Saturday, 23 May 2015

Dampness, Diet and Chinese Medicine

When I enquire about a patients diet in my practise at Joy of Change, my patients are often quick to reply that they have a healthy diet. On further inspection however, this is not always the case. A banana, or yoghurt with fruit, coffee or a protein shake. Perhaps skipping breakfast altogether. Salads and green smoothies for lunch, and rich creamy sauces with dinner.
Let's have a look at the Chinese concept of Dampness.
Note - In this article I will capitalise words like Spleen, Cold, and Damp when they refer to Chinese medicine concepts. I will Italicise key Chinese medicine phrases like Qi or Transform and Transport. 

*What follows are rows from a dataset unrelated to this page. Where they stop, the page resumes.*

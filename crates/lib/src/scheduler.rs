//! Session scheduler: per-session serialization, cross-session concurrency
//! cap, queue/interrupt semantics, and forced-sync admissions.
//!
//! Every session key owns a lane (an mpsc queue plus a worker task). Lanes
//! serialize runs per session; a global fair semaphore caps runs across
//! sessions in FIFO arrival order. In queue mode, messages that piled up
//! behind an in-flight run merge into a single prompt; in interrupt mode a
//! new message cancels the in-flight run via a watch sequence bump. Forced
//! requests (heartbeat, cron, operator sync) occupy a one-slot pending entry
//! per lane: they are guaranteed to run after the current run finishes, and
//! multiple forced requests collapse while the slot is waiting.

use crate::envelope::{Channel, ChatType, MediaAttachment};
use crate::session::{QueueMode, ThinkingLevel, VerboseMode};
use async_trait::async_trait;
use std::collections::HashMap;
use std::sync::atomic::{AtomicUsize, Ordering};
use std::sync::Arc;
use std::time::{Duration, Instant};
use tokio::sync::{mpsc, watch, Mutex, Notify, Semaphore};

const LANE_BUFFER: usize = 64;

/// Where a prompt came from; delivery and error surfacing differ by origin.
#[derive(Debug, Clone, Copy, PartialEq, Eq)]
pub enum RunOrigin {
    User,
    Heartbeat,
    Cron,
    Control,
}

/// Explicit delivery target attached to a request (otherwise the session's
/// last route is used).
#[derive(Debug, Clone, PartialEq, Eq)]
pub struct DeliveryRoute {
    pub channel: Channel,
    pub to: String,
    pub account_id: Option<String>,
}

/// One admission request for the scheduler.
#[derive(Debug, Clone)]
pub struct PromptRequest {
    /// Assigned at submit; a merged batch executes under the first queued id,
    /// a collapsed forced slot under the latest.
    pub run_id: String,
    pub session_key: String,
    /// Chat shape of the originating conversation; group and channel chats
    /// get the one-time primer on their first reply.
    pub chat_type: ChatType,
    /// Sender attribution used when queued messages merge.
    pub from: Option<String>,
    pub body: String,
    pub origin: RunOrigin,
    /// Forced-sync: bypasses debounce windows and occupies the lane's
    /// single pending slot.
    pub forced: bool,
    /// When false, the reply is not sent to any transport.
    pub deliver: bool,
    pub route: Option<DeliveryRoute>,
    /// One-shot thinking override for this run.
    pub thinking: Option<ThinkingLevel>,
    /// One-shot verbose override for this run.
    pub verbose: Option<VerboseMode>,
    /// Prepended to the prompt verbatim (abort reminder, group primer).
    pub body_prefix: Option<String>,
    pub media: Vec<MediaAttachment>,
    /// When set, the executor reports the outcome here (heartbeat filtering).
    pub result_tx: Option<mpsc::Sender<RunOutcome>>,
    /// Resolved at submit time: session override > channel default > global.
    pub queue_mode: QueueMode,
}

impl PromptRequest {
    pub fn user(session_key: impl Into<String>, body: impl Into<String>) -> Self {
        Self {
            run_id: String::new(),
            session_key: session_key.into(),
            chat_type: ChatType::Direct,
            from: None,
            body: body.into(),
            origin: RunOrigin::User,
            forced: false,
            deliver: true,
            route: None,
            thinking: None,
            verbose: None,
            body_prefix: None,
            media: Vec::new(),
            result_tx: None,
            queue_mode: QueueMode::Queue,
        }
    }
}

#[derive(Debug, Clone, Copy, PartialEq, Eq)]
pub enum RunState {
    Pending,
    Running,
    Streaming,
    Final,
    Failed,
    Cancelled,
}

/// Outcome returned by the executor for one run.
#[derive(Debug, Clone, PartialEq, Eq)]
pub enum RunOutcome {
    Final { text: String },
    Cancelled,
    Failed { message: String },
}

/// Bookkeeping for one in-flight run.
#[derive(Debug, Clone)]
pub struct RunRecord {
    pub run_id: String,
    pub session_key: String,
    pub state: RunState,
    pub started_at: Instant,
}

/// Executor context: the merged request, the run id, a cancel watch (bumped
/// on interrupt), and a hook to mark the record streaming on first payload.
pub struct RunContext {
    pub run_id: String,
    pub request: PromptRequest,
    pub cancel: watch::Receiver<u64>,
    records: Arc<Mutex<HashMap<String, RunRecord>>>,
}

impl RunContext {
    /// Record that the run produced its first payload.
    pub async fn mark_streaming(&self) {
        let mut g = self.records.lock().await;
        if let Some(r) = g.get_mut(&self.run_id) {
            if r.state == RunState::Running {
                r.state = RunState::Streaming;
            }
        }
    }
}

/// Executes one run end to end (agent invocation plus delivery). The executor
/// must watch `ctx.cancel` and return `Cancelled` promptly when it fires.
#[async_trait]
pub trait RunExecutor: Send + Sync {
    async fn execute(&self, ctx: RunContext) -> RunOutcome;
}

enum LaneEvent {
    Prompt(Box<PromptRequest>),
}

struct LaneHandle {
    tx: mpsc::Sender<LaneEvent>,
    interrupt_tx: watch::Sender<u64>,
    forced_slot: Arc<Mutex<Option<PromptRequest>>>,
    forced_notify: Arc<Notify>,
    busy: Arc<AtomicUsize>,
}

struct SchedulerInner {
    executor: Arc<dyn RunExecutor>,
    semaphore: Arc<Semaphore>,
    lanes: Mutex<HashMap<String, Arc<LaneHandle>>>,
    records: Arc<Mutex<HashMap<String, RunRecord>>>,
    in_flight: AtomicUsize,
}

/// The scheduler; cheap to clone.
#[derive(Clone)]
pub struct Scheduler {
    inner: Arc<SchedulerInner>,
}

impl Scheduler {
    pub fn new(executor: Arc<dyn RunExecutor>, max_concurrent: usize) -> Self {
        Self {
            inner: Arc::new(SchedulerInner {
                executor,
                semaphore: Arc::new(Semaphore::new(max_concurrent.max(1))),
                lanes: Mutex::new(HashMap::new()),
                records: Arc::new(Mutex::new(HashMap::new())),
                in_flight: AtomicUsize::new(0),
            }),
        }
    }

    /// Admit a request. Returns the run id it will (eventually) execute
    /// under; queued messages that merge execute under the first queued id.
    pub async fn submit(&self, mut request: PromptRequest) -> String {
        if request.run_id.is_empty() {
            request.run_id = format!("run-{}", uuid::Uuid::new_v4());
        }
        let run_id = request.run_id.clone();
        let lane = self.lane(&request.session_key).await;

        if request.forced {
            // One pending slot per lane; later forced requests collapse into
            // it until the slot is picked up.
            let mut slot = lane.forced_slot.lock().await;
            let collapsed = slot.is_some();
            *slot = Some(request);
            drop(slot);
            lane.forced_notify.notify_one();
            if collapsed {
                log::debug!("forced request collapsed into pending slot");
            }
            return run_id;
        }

        if request.queue_mode == QueueMode::Interrupt && lane.busy.load(Ordering::SeqCst) > 0 {
            lane.interrupt_tx.send_modify(|v| *v += 1);
            log::debug!(
                "interrupt signalled for session {}",
                request.session_key
            );
        }
        if lane
            .tx
            .send(LaneEvent::Prompt(Box::new(request)))
            .await
            .is_err()
        {
            log::warn!("lane queue closed; dropping prompt");
        }
        run_id
    }

    /// Whether a run is currently executing for this session.
    pub async fn is_busy(&self, session_key: &str) -> bool {
        let lanes = self.inner.lanes.lock().await;
        lanes
            .get(session_key)
            .map(|l| l.busy.load(Ordering::SeqCst) > 0)
            .unwrap_or(false)
    }

    /// Count of runs currently executing across all sessions.
    pub fn in_flight(&self) -> usize {
        self.inner.in_flight.load(Ordering::SeqCst)
    }

    /// Snapshot of active run records.
    pub async fn active_runs(&self) -> Vec<RunRecord> {
        self.inner.records.lock().await.values().cloned().collect()
    }

    async fn lane(&self, session_key: &str) -> Arc<LaneHandle> {
        let mut lanes = self.inner.lanes.lock().await;
        if let Some(l) = lanes.get(session_key) {
            return l.clone();
        }
        let (tx, rx) = mpsc::channel(LANE_BUFFER);
        let (interrupt_tx, interrupt_rx) = watch::channel(0u64);
        let handle = Arc::new(LaneHandle {
            tx,
            interrupt_tx,
            forced_slot: Arc::new(Mutex::new(None)),
            forced_notify: Arc::new(Notify::new()),
            busy: Arc::new(AtomicUsize::new(0)),
        });
        lanes.insert(session_key.to_string(), handle.clone());
        let inner = self.inner.clone();
        let lane = handle.clone();
        let key = session_key.to_string();
        tokio::spawn(async move {
            run_lane(inner, lane, key, rx, interrupt_rx).await;
        });
        handle
    }
}

/// Merge queued messages into one prompt, newline-joined in arrival order
/// with per-message sender attribution.
fn merge_bodies(batch: &[PromptRequest]) -> String {
    if batch.len() == 1 {
        return batch[0].body.clone();
    }
    batch
        .iter()
        .map(|r| match &r.from {
            Some(from) => format!("{}: {}", from, r.body),
            None => r.body.clone(),
        })
        .collect::<Vec<_>>()
        .join("\n")
}

async fn run_lane(
    inner: Arc<SchedulerInner>,
    lane: Arc<LaneHandle>,
    session_key: String,
    mut rx: mpsc::Receiver<LaneEvent>,
    mut interrupt_rx: watch::Receiver<u64>,
) {
    log::debug!("lane started for session {}", session_key);
    let mut carry: Option<PromptRequest> = None;
    loop {
        // Forced slot has priority once the previous run finished.
        let forced = lane.forced_slot.lock().await.take();
        let request = if let Some(req) = forced {
            req
        } else if let Some(req) = carry.take() {
            req
        } else {
            tokio::select! {
                evt = rx.recv() => match evt {
                    Some(LaneEvent::Prompt(req)) => *req,
                    None => break,
                },
                _ = lane.forced_notify.notified() => continue,
            }
        };

        // Queue mode: drain whatever piled up and merge it into this prompt.
        let request = if !request.forced && request.queue_mode == QueueMode::Queue {
            let mut batch = vec![request];
            while let Ok(LaneEvent::Prompt(next)) = rx.try_recv() {
                let next = *next;
                if next.queue_mode != QueueMode::Queue {
                    carry = Some(next);
                    break;
                }
                batch.push(next);
            }
            let mut merged = batch[0].clone();
            merged.body = merge_bodies(&batch);
            merged
        } else {
            request
        };

        execute_one(&inner, &lane, &session_key, request, &mut interrupt_rx).await;
    }
    log::debug!("lane stopped for session {}", session_key);
}

async fn execute_one(
    inner: &Arc<SchedulerInner>,
    lane: &Arc<LaneHandle>,
    session_key: &str,
    request: PromptRequest,
    interrupt_rx: &mut watch::Receiver<u64>,
) {
    let run_id = request.run_id.clone();
    {
        let mut records = inner.records.lock().await;
        records.insert(
            run_id.clone(),
            RunRecord {
                run_id: run_id.clone(),
                session_key: session_key.to_string(),
                state: RunState::Pending,
                started_at: Instant::now(),
            },
        );
    }

    // Global FIFO admission under the concurrency cap.
    let permit = inner.semaphore.clone().acquire_owned().await;
    let Ok(_permit) = permit else { return };

    lane.busy.fetch_add(1, Ordering::SeqCst);
    inner.in_flight.fetch_add(1, Ordering::SeqCst);
    {
        let mut records = inner.records.lock().await;
        if let Some(r) = records.get_mut(&run_id) {
            r.state = RunState::Running;
        }
    }

    // Interrupts observed from here on cancel this run.
    let observed = *interrupt_rx.borrow_and_update();
    let (cancel_tx, cancel_rx) = watch::channel(0u64);
    let ctx = RunContext {
        run_id: run_id.clone(),
        request,
        cancel: cancel_rx,
        records: inner.records.clone(),
    };

    let exec = inner.executor.clone();
    let mut exec_fut = Box::pin(exec.execute(ctx));
    let outcome = loop {
        tokio::select! {
            outcome = &mut exec_fut => break outcome,
            changed = interrupt_rx.changed() => {
                if changed.is_err() {
                    break exec_fut.await;
                }
                if *interrupt_rx.borrow_and_update() > observed {
                    log::info!("run {} interrupted by newer message", run_id);
                    let _ = cancel_tx.send(1);
                    // The executor resolves the run (usually Cancelled).
                    break exec_fut.await;
                }
            }
        }
    };

    let state = match &outcome {
        RunOutcome::Final { .. } => RunState::Final,
        RunOutcome::Cancelled => RunState::Cancelled,
        RunOutcome::Failed { .. } => RunState::Failed,
    };
    {
        let mut records = inner.records.lock().await;
        if let Some(r) = records.get_mut(&run_id) {
            r.state = state;
        }
        records.remove(&run_id);
    }
    lane.busy.fetch_sub(1, Ordering::SeqCst);
    inner.in_flight.fetch_sub(1, Ordering::SeqCst);
}

/// Coalesces bursts of non-chat operations (index refresh, probe sweeps) into
/// one call carrying the latest reason. `force` bypasses the quiet window.
pub struct Debouncer {
    tx: mpsc::Sender<(String, bool)>,
}

impl Debouncer {
    pub fn new<F>(window: Duration, mut f: F) -> Self
    where
        F: FnMut(String) + Send + 'static,
    {
        let (tx, mut rx) = mpsc::channel::<(String, bool)>(64);
        tokio::spawn(async move {
            loop {
                let Some((mut reason, force)) = rx.recv().await else {
                    break;
                };
                if !force {
                    // Quiet window: keep absorbing calls, remember the latest
                    // reason; a forced call flushes immediately.
                    loop {
                        match tokio::time::timeout(window, rx.recv()).await {
                            Ok(Some((r, f2))) => {
                                reason = r;
                                if f2 {
                                    break;
                                }
                            }
                            Ok(None) => return,
                            Err(_) => break,
                        }
                    }
                }
                f(reason);
            }
        });
        Self { tx }
    }

    pub async fn call(&self, reason: impl Into<String>, force: bool) {
        let _ = self.tx.send((reason.into(), force)).await;
    }
}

The Qi Mechanism - We will keep this brief 
Since Chinese medicine physiology is different to western medicine physiology we will have a brief look at how the food we eat is processed by the body
In Chinese medicine we consider the Stomach and the Spleen to be the organs primarily involved in digesting food. Together, they extract the nutrients and essences to be refined into Qi, blood and body fluids, which energise, nourish and lubricate our bodies. The Spleen and Stomach are a Yin and Yang pair and belong to the Earth element.
The Stomachs job is to receive food and to rot and ripen it. The Spleens job is to transform that food which the stomach has processed into Gu (nutritive) Qi. This Gu Qi which has been extracted from the food is then Transported to the Upper Jiao, a term which denotes the thoracic cavity, the heart and lungs, or simply the chest. Here, Gu Qi is combined with air and is further refined into the various vital substances in the body. The Spleen is also responsible for transforming and transporting body fluids. Qi is distributed around the body by the action of the lungs. Blood, the other main product of the Qi differentiation that happens in the Upper Jiao, is pumped around the body by the heart. It is this physiological mechanism that generates all of our Qi, blood and various body fluids, which nourish our bodies and minds. This earns the earth element organs the generous title of the "root of post-heaven Qi".


The Spleen and Stomach.
  • The Stomach ReceivesRots and Ripens.
  • The Spleen Transforms the food into Gu Qi and Transports the Qi upward. It also transforms and transports body fluids.



What is Dampness?
The concept of "Dampness" in Chinese medicine can be a little tricky to get your head around at first. Damp is one of the six external evils along with Cold, Heat, Dryness, Wind and Fire. Each of these external evils can be found in the environment around us. With prolonged exposure, they can invade our bodies and cause illness. However, these pathogenic factors can also be generated internally as a product of lifestyle, diet, and our habitual emotional responses.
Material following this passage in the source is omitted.